• Aim of the exercise: Give back exactly the lines of the data below, starting with the line that has "Ok(total_pnl(self.ensure_loaded().await?))" and going on through the line that has "pub async fn win_loss_counts(&mut".

**** Data for review

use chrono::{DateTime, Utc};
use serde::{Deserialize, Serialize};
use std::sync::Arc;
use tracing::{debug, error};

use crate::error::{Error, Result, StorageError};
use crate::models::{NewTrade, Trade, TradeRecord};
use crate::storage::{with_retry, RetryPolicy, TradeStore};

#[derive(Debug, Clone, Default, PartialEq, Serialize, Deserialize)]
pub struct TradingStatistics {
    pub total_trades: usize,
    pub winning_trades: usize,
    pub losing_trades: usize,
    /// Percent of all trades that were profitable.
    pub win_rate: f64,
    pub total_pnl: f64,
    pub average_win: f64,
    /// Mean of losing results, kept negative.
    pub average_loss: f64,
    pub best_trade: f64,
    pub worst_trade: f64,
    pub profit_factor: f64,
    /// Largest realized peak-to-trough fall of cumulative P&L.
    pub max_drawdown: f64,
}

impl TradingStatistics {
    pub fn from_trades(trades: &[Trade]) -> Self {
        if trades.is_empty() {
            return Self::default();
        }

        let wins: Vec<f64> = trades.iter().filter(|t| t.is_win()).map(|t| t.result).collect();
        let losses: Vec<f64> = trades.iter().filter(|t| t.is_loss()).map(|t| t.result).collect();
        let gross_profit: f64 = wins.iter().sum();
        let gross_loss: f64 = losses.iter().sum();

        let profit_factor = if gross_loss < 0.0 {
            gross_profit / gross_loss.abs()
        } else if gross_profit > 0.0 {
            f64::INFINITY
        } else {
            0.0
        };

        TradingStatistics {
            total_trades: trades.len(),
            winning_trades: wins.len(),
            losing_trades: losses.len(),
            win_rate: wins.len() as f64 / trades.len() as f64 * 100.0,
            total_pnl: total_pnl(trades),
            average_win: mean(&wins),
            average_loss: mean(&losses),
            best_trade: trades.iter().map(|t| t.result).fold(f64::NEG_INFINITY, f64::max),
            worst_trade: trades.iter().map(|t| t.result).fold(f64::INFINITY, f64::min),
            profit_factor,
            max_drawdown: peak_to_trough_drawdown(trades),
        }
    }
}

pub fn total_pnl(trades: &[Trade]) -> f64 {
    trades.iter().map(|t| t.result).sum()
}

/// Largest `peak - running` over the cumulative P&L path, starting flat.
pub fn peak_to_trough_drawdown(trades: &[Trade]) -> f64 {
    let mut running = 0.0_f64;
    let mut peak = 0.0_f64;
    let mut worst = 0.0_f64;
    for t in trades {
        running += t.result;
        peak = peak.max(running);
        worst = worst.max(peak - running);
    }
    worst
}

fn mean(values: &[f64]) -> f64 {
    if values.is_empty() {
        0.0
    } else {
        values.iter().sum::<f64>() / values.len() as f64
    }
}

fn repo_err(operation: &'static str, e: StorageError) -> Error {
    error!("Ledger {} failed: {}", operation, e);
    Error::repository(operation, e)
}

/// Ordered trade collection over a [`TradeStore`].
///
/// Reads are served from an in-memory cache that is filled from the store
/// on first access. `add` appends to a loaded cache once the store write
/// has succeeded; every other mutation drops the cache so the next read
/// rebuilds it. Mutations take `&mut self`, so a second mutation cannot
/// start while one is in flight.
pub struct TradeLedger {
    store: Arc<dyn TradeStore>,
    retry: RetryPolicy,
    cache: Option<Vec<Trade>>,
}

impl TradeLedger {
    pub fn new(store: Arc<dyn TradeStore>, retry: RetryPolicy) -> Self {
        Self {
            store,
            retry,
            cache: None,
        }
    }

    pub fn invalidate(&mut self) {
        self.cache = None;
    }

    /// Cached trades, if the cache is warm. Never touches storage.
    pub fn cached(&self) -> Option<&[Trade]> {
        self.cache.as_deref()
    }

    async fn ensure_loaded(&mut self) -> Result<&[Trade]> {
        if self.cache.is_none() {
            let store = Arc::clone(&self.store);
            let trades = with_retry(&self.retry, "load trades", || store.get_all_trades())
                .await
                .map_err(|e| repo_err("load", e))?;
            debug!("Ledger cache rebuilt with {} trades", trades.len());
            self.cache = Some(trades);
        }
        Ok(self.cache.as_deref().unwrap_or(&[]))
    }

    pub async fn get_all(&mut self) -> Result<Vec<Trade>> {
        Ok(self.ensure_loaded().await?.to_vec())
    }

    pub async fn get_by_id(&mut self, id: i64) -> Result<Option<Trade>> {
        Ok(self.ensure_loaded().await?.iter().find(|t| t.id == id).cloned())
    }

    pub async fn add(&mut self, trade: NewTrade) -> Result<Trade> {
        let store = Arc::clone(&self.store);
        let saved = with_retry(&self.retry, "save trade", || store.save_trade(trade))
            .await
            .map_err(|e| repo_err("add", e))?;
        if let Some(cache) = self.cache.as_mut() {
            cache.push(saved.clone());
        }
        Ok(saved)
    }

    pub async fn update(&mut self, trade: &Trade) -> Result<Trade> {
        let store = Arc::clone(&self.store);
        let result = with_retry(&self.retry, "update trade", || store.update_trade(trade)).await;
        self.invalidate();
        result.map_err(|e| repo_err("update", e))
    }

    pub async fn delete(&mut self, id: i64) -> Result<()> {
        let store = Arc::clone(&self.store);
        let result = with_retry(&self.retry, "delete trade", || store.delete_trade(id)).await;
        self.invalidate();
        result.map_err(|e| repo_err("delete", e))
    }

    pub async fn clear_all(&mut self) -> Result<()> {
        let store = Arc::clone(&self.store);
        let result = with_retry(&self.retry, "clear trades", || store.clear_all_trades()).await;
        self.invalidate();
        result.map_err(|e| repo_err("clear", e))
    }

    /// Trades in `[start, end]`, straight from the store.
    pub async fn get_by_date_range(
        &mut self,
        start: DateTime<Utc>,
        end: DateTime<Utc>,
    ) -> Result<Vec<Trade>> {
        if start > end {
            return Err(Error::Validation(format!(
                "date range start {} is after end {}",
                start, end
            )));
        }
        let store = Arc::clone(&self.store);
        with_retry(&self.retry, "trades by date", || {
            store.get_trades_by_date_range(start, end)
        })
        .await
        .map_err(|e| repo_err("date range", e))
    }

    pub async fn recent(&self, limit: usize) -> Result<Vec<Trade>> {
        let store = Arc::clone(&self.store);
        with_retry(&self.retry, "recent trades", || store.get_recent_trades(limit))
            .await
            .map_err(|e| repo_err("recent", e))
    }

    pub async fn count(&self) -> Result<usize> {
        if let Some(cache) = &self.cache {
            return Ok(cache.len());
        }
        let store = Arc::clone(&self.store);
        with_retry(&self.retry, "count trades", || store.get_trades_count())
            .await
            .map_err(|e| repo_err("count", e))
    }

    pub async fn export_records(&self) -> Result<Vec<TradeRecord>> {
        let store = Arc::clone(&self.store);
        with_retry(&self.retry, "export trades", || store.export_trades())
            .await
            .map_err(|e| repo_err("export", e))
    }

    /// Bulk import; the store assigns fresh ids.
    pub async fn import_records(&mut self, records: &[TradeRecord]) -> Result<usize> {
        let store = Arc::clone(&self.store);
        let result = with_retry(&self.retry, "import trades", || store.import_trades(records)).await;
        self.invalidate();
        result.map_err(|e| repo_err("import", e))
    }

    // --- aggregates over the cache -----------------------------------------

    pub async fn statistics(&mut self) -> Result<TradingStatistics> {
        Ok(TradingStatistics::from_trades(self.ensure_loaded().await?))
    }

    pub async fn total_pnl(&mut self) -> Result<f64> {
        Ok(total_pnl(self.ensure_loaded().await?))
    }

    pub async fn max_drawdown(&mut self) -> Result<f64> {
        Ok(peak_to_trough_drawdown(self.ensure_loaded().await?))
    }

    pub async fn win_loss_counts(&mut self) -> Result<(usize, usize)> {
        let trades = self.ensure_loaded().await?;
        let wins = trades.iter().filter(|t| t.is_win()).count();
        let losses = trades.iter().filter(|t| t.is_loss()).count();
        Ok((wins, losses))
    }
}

********
**** Data for review

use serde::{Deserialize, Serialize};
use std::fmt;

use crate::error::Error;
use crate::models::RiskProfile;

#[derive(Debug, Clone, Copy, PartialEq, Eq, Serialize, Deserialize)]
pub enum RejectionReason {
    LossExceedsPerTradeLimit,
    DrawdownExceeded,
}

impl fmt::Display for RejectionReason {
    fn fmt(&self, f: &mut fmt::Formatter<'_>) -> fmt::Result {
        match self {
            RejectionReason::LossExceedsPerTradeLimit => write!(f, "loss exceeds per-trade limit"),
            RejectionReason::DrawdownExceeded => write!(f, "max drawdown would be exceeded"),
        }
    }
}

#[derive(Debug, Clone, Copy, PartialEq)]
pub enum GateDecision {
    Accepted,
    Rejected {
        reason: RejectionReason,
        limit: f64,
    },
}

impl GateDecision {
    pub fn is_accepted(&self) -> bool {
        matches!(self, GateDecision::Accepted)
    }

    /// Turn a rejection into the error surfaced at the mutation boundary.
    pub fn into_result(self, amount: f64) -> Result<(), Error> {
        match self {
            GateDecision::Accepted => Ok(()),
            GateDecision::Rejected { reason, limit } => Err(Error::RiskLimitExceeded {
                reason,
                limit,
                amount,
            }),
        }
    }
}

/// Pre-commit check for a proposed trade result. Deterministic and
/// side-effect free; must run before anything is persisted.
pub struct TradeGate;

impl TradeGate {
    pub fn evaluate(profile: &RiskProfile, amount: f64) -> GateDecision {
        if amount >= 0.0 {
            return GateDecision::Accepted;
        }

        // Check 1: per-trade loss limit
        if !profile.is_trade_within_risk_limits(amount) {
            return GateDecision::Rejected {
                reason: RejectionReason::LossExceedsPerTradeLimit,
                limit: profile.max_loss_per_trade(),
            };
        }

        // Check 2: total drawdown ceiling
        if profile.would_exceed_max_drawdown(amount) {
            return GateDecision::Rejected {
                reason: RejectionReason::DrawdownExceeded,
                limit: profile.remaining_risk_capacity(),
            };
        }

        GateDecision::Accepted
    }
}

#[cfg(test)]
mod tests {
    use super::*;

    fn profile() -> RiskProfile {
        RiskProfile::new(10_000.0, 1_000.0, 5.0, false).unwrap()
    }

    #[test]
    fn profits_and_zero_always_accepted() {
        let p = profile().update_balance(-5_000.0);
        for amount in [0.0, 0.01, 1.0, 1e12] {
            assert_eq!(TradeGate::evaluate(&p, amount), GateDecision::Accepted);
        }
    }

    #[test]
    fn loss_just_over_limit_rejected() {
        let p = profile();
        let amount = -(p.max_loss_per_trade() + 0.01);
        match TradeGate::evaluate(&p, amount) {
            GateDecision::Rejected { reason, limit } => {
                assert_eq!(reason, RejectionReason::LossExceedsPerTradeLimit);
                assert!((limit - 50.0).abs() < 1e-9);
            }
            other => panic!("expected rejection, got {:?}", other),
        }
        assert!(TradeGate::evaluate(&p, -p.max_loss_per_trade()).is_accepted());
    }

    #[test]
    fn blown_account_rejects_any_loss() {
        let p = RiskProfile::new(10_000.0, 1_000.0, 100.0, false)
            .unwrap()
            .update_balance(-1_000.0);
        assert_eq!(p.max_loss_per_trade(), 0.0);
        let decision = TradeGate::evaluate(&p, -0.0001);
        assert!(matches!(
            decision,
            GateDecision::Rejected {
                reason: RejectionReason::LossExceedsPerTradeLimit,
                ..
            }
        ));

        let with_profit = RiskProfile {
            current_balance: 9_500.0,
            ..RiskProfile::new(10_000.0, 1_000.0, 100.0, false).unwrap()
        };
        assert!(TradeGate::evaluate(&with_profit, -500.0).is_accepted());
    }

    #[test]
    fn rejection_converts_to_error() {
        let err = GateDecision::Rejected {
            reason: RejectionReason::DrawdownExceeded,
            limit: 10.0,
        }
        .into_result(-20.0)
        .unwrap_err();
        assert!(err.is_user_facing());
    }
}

********

• Problem solution:
        Ok(total_pnl(self.ensure_loaded().await?))
    }

    pub async fn max_drawdown(&mut self) -> Result<f64> {
        Ok(peak_to_trough_drawdown(self.ensure_loaded().await?))
    }

    pub async fn win_loss_counts(&mut self) -> Result<(usize, usize)> {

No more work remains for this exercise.